(Mt 14,1-12 |
Si escarbamos un poco en el mundo descubrimos que hay muchas zonas contaminadas, podridas y hasta con un olor putrefacto y repelente. Afortunadamente las hay también de olor limpio, transparente y con buen perfume. Sin embargo, al menor descuido puedes contaminarte y quedar manchado. Conviene, pues, estar expectante y vigilante. La huella del mal está siempre presente y clavada en nuestro corazón. Vive en nuestra conciencia.
Por eso, cuando hacemos mal nuestra conciencia se despierta y no puede conciliar el sueño. Es lo que sucedió con el patriarca Herodes que tras haber mandado cortarle la cabeza a Juan el bautista, su conciencia le interpelaba y le recriminaba esa muerte. Sin lugar a duda, la voz de la conciencia nos alerta de nuestras malas acciones y eso nos ayuda a descubrir nuestros pecados.
Somos pecadores y eso significa que cometemos errores, pero también, nuestra naturaleza caída, nos sitúa en la posibilidad de levantarnos, arrepentirnos y enmendarnos de nuestros pecados. Eso nos ayuda a ser humildes y a pedir perdón y, sobre todo, a no dejar que nuestras conciencia se adormilen y nos dé todo igual.

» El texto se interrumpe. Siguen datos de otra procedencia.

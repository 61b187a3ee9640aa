//! R parser: tokenizer, data model, bracket validation and classification
//!
//! rfmt does not build a full expression tree. Layout decisions only need
//! balanced brackets and a few token refinements R itself makes in its
//! parse data: call symbols, package prefixes, function formals and named
//! call arguments. On top of that the parser extracts an outline (function
//! definitions and the packages a file depends on).

pub mod ast;
pub mod tokenizer;

use std::collections::HashMap;

use tracing::debug;

use crate::list::List;
use crate::{Error, Result};
use ast::*;
use tokenizer::Tokenizer;

/// Functions whose first argument names a package
const ATTACH_FUNCTIONS: &[&str] = &["library", "require", "requireNamespace", "loadNamespace"];

/// Parse R source into classified tokens plus an outline
///
/// # Errors
/// Returns `ParseError` with line:column for lexical errors and
/// unbalanced brackets.
pub fn parse(text: &str) -> Result<SourceFile> {
    let mut tokens = Tokenizer::new(text).tokenize()?;
    tokens.pop(); // Eof

    let matches = match_brackets(&tokens)?;
    classify(&mut tokens, &matches);

    let functions = find_functions(&tokens, &matches);
    let packages = find_packages(&tokens, &matches);

    debug!(
        tokens = tokens.len(),
        functions = functions.len(),
        packages = packages.len(),
        "parsed R source"
    );

    Ok(SourceFile {
        tokens: List::from_vec(TokenType::Program, tokens),
        functions,
        packages,
    })
}

// ── Bracket matching ──────────────────────────────────────

/// Maps each opener index to the index of its (last) closing token.
///
/// `[[` is closed by two `]` tokens, possibly separated by whitespace,
/// so it is pushed twice.
fn match_brackets(tokens: &[Node]) -> Result<HashMap<usize, usize>> {
    let mut matches = HashMap::new();
    let mut stack: Vec<usize> = Vec::new();

    for (i, token) in tokens.iter().enumerate() {
        match token.token_type {
            TokenType::LParen | TokenType::LBrace | TokenType::LBracket => stack.push(i),
            TokenType::LBB => {
                stack.push(i);
                stack.push(i);
            }
            TokenType::RParen | TokenType::RBrace | TokenType::RBracket => {
                let Some(open) = stack.pop() else {
                    return Err(Error::ParseError(format!(
                        "Unexpected '{}' at {}",
                        token.value, token.span
                    )));
                };
                let opener = &tokens[open];
                if closer_for(opener.token_type) != token.token_type {
                    return Err(Error::ParseError(format!(
                        "Mismatched '{}' at {}: '{}' opened at {} is still open",
                        token.value, token.span, opener.value, opener.span
                    )));
                }
                matches.insert(open, i);
            }
            _ => {}
        }
    }

    if let Some(open) = stack.pop() {
        let opener = &tokens[open];
        return Err(Error::ParseError(format!(
            "Unclosed '{}' opened at {}",
            opener.value, opener.span
        )));
    }

    Ok(matches)
}

fn closer_for(opener: TokenType) -> TokenType {
    match opener {
        TokenType::LParen => TokenType::RParen,
        TokenType::LBrace => TokenType::RBrace,
        _ => TokenType::RBracket,
    }
}

// ── Token helpers ─────────────────────────────────────────

/// Next non-trivia index after `i`
fn next_significant(tokens: &[Node], i: usize) -> Option<usize> {
    (i + 1..tokens.len()).find(|&j| !tokens[j].token_type.is_trivia())
}

/// Previous non-trivia index before `i`
fn prev_significant(tokens: &[Node], i: usize) -> Option<usize> {
    (0..i).rev().find(|&j| !tokens[j].token_type.is_trivia())
}

/// Indices of the direct children of the bracket group `open..close`,
/// skipping over nested groups and trivia.
fn direct_children(tokens: &[Node], matches: &HashMap<usize, usize>, open: usize) -> Vec<usize> {
    let Some(&close) = matches.get(&open) else {
        return Vec::new();
    };
    let mut children = Vec::new();
    let mut k = open + 1;
    // `[[` groups end with two brackets; stop before both
    let end = if tokens[open].is(TokenType::LBB) {
        prev_bracket(tokens, close)
    } else {
        close
    };
    while k < end {
        if !tokens[k].token_type.is_trivia() {
            children.push(k);
        }
        k = match matches.get(&k) {
            Some(&inner_close) => inner_close + 1,
            None => k + 1,
        };
    }
    children
}

/// Index of the `]` before the final `]` of a `[[` group
fn prev_bracket(tokens: &[Node], close: usize) -> usize {
    (0..close)
        .rev()
        .find(|&j| tokens[j].is(TokenType::RBracket))
        .unwrap_or(close)
}

/// Splits direct children into comma-separated segments
fn split_on_commas(tokens: &[Node], children: &[usize]) -> Vec<Vec<usize>> {
    let mut segments = vec![Vec::new()];
    for &k in children {
        if tokens[k].is(TokenType::Comma) {
            segments.push(Vec::new());
        } else if let Some(last) = segments.last_mut() {
            last.push(k);
        }
    }
    segments
}

// ── Classification ────────────────────────────────────────

fn classify(tokens: &mut [Node], matches: &HashMap<usize, usize>) {
    // Call symbols and package prefixes
    for i in 0..tokens.len() {
        if !tokens[i].is(TokenType::Symbol) {
            continue;
        }
        match tokens.get(i + 1).map(|n| n.token_type) {
            Some(TokenType::LParen) => tokens[i].token_type = TokenType::SymbolFunctionCall,
            Some(TokenType::NsGet) | Some(TokenType::NsGetInt) => {
                tokens[i].token_type = TokenType::SymbolPackage
            }
            _ => {}
        }
    }

    for open in 0..tokens.len() {
        if !tokens[open].token_type.is_opener() || tokens[open].is(TokenType::LBrace) {
            continue;
        }
        let before = prev_significant(tokens, open).map(|j| tokens[j].token_type);
        let formals = tokens[open].is(TokenType::LParen)
            && matches!(before, Some(TokenType::Function) | Some(TokenType::Lambda));
        let call = !formals && is_call_opener(tokens, matches, open);
        if !formals && !call {
            continue;
        }

        for segment in split_on_commas(tokens, &direct_children(tokens, matches, open)) {
            let eq = segment.iter().position(|&k| tokens[k].is(TokenType::EqAssign));
            if formals {
                if let Some(&first) = segment.first() {
                    if tokens[first].is(TokenType::Symbol) {
                        tokens[first].token_type = TokenType::SymbolFormals;
                    }
                }
                if let Some(pos) = eq {
                    tokens[segment[pos]].token_type = TokenType::EqFormals;
                }
            } else if let Some(pos) = eq {
                tokens[segment[pos]].token_type = TokenType::EqSub;
                if pos == 1 && tokens[segment[0]].is(TokenType::Symbol) {
                    tokens[segment[0]].token_type = TokenType::SymbolSub;
                }
            }
        }
    }
}

/// `(` following a callee, or any `[`/`[[` (indexing takes named arguments too)
fn is_call_opener(tokens: &[Node], matches: &HashMap<usize, usize>, open: usize) -> bool {
    if matches!(tokens[open].token_type, TokenType::LBracket | TokenType::LBB) {
        return true;
    }
    let Some(prev) = open.checked_sub(1) else {
        return false;
    };
    match tokens[prev].token_type {
        TokenType::SymbolFunctionCall | TokenType::StrConst | TokenType::RBracket => true,
        TokenType::RParen => !closes_header(tokens, matches, prev),
        _ => false,
    }
}

/// Whether the `)` at `close` ends an `if`/`for`/`while`/`function` header
fn closes_header(tokens: &[Node], matches: &HashMap<usize, usize>, close: usize) -> bool {
    matches
        .iter()
        .find(|(_, &c)| c == close)
        .and_then(|(&open, _)| prev_significant(tokens, open))
        .is_some_and(|j| {
            matches!(
                tokens[j].token_type,
                TokenType::If
                    | TokenType::For
                    | TokenType::While
                    | TokenType::Function
                    | TokenType::Lambda
            )
        })
}

// ── Outline ───────────────────────────────────────────────

fn find_functions(tokens: &[Node], matches: &HashMap<usize, usize>) -> Vec<FunctionDef> {
    let mut functions = Vec::new();

    for i in 0..tokens.len() {
        let name = &tokens[i];
        if !(name.token_type.is_symbol_like() || name.is(TokenType::StrConst)) {
            continue;
        }
        let Some(assign) = next_significant(tokens, i) else {
            continue;
        };
        let is_assign = match tokens[assign].token_type {
            TokenType::LeftAssign => tokens[assign].value != ":=",
            TokenType::EqAssign => true,
            _ => false,
        };
        if !is_assign {
            continue;
        }
        let Some(keyword) = next_significant(tokens, assign) else {
            continue;
        };
        if !matches!(
            tokens[keyword].token_type,
            TokenType::Function | TokenType::Lambda
        ) {
            continue;
        }
        let Some(open) = next_significant(tokens, keyword) else {
            continue;
        };
        if !tokens[open].is(TokenType::LParen) {
            continue;
        }

        let mut formals = List::new(TokenType::Formals);
        for segment in split_on_commas(tokens, &direct_children(tokens, matches, open)) {
            let Some(&first) = segment.first() else {
                continue;
            };
            let default = match segment.get(1) {
                Some(&eq) if tokens[eq].is(TokenType::EqFormals) && segment.len() > 2 => {
                    let value_start = segment[2];
                    let value_end = segment_end(matches, *segment.last().unwrap_or(&eq));
                    let rendered = crate::formatter::render_inline(&tokens[value_start..=value_end]);
                    Some(Node::expr(rendered, tokens[value_start].span))
                }
                _ => None,
            };
            let token_type = if default.is_some() {
                TokenType::EqFormals
            } else {
                TokenType::SymbolFormals
            };
            formals.push_back(Field::new(token_type, tokens[first].value.clone(), default));
        }

        functions.push(FunctionDef {
            name: unquote(&name.value),
            formals,
            span: name.span,
        });
    }

    functions
}

/// Last token index covered by a direct child (its closer if it opens a group)
fn segment_end(matches: &HashMap<usize, usize>, last: usize) -> usize {
    matches.get(&last).copied().unwrap_or(last)
}

fn find_packages(tokens: &[Node], matches: &HashMap<usize, usize>) -> List {
    let mut packages: List = List::new(TokenType::Packages);
    let mut add = |name: String, node: &Node| {
        if !packages.iter().any(|p| p.value == name) {
            packages.push_back(Node::new(TokenType::Symbol, name, node.span));
        }
    };

    for (i, token) in tokens.iter().enumerate() {
        match token.token_type {
            TokenType::SymbolPackage => add(unquote(&token.value), token),
            TokenType::SymbolFunctionCall if ATTACH_FUNCTIONS.contains(&token.value.as_str()) => {
                let args = split_on_commas(tokens, &direct_children(tokens, matches, i + 1));
                let uses_character_only = args.iter().any(|arg| {
                    arg.first()
                        .is_some_and(|&k| tokens[k].is(TokenType::SymbolSub) && tokens[k].value == "character.only")
                });
                if uses_character_only {
                    continue;
                }
                if let Some([k]) = args.first().map(|a| a.as_slice()) {
                    let arg = &tokens[*k];
                    if arg.is(TokenType::Symbol) || arg.is(TokenType::StrConst) {
                        add(unquote(&arg.value), arg);
                    }
                }
            }
            _ => {}
        }
    }

    packages
}

/// Strips surrounding quotes or backquotes from a name
fn unquote(text: &str) -> String {
    let bytes = text.as_bytes();
    if bytes.len() >= 2 {
        let (first, last) = (bytes[0], bytes[bytes.len() - 1]);
        if first == last && matches!(first, b'"' | b'\'' | b'`') {
            return text[1..text.len() - 1].to_string();
        }
    }
    text.to_string()
}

Cuando se elimina a Dios de la vida o la conciencia del bien y mal, la vida, valga la redundancia, se oscurece y el mal aparece con fuerza. Perdemos la referencia de lo que está bien o mal y quedamos sometidos a nuestras apetencias y apetitos carnales. La vida se convierte en una búsqueda de tus egoísmos sin más miramientos que los tuyos propios. Los demás quedan al margen sin importarte nada.
Y, así, se llega a conclusiones disparatadas y sometidas al mal o a la venganza y al odio. La verdad molesta y cuando no se acepta se opta por acallarla y quitarla del medio, más la conciencia pervive y la recuerda y señala siempre. Por eso, vivir en la mentira será vivir un calvario, pues el bien le ha ganado la guerra.